• What the task asks: Lines with the word "SizeRef" in them must be copied from the records below.

↓

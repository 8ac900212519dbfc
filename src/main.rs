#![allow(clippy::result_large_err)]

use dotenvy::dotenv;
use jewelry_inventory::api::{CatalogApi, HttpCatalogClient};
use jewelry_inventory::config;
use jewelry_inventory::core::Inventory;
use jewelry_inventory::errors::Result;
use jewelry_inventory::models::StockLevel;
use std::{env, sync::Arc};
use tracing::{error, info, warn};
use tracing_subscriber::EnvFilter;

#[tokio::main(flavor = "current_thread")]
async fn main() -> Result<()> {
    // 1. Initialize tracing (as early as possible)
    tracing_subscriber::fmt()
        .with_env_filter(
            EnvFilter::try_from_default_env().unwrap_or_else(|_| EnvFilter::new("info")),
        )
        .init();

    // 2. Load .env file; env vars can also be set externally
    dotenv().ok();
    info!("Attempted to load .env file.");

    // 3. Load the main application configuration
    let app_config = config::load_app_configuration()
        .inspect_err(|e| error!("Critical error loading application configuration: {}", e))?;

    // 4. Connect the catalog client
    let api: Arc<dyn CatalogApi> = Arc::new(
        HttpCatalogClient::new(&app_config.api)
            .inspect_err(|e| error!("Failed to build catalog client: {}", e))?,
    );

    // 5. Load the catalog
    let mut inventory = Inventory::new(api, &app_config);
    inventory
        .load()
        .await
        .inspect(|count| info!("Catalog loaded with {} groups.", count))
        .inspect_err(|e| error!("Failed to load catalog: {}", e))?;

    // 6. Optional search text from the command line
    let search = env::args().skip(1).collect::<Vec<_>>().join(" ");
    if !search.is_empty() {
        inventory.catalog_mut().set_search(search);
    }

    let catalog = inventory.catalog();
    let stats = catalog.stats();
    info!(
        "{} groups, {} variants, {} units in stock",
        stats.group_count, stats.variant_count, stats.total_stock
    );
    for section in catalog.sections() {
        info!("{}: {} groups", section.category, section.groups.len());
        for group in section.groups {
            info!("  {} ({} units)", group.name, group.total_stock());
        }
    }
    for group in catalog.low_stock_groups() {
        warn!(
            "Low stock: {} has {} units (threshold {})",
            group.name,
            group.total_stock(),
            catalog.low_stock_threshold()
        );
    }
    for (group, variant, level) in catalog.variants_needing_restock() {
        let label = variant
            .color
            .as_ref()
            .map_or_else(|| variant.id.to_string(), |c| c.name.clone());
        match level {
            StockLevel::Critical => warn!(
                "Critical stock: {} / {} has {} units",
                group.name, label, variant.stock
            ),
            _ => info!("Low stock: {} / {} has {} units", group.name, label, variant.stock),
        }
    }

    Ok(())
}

↑
↓

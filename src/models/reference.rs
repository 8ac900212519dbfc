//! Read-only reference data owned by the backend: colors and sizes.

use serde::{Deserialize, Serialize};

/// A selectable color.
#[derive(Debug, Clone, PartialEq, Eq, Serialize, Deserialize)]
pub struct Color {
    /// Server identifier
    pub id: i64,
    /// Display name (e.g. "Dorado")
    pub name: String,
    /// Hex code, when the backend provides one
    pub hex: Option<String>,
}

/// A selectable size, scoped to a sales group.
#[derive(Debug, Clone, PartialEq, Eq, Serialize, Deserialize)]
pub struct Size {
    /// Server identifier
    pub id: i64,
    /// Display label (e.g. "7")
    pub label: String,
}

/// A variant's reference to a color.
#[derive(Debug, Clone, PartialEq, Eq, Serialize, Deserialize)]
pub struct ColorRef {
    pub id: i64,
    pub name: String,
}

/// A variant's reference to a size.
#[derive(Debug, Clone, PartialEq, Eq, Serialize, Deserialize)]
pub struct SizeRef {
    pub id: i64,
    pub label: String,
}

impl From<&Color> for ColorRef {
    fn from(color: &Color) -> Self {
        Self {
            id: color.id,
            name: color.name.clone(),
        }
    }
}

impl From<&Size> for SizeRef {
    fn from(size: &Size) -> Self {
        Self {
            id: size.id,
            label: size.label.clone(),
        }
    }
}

↑

• Task response:
pub struct SizeRef {
impl From<&Size> for SizeRef {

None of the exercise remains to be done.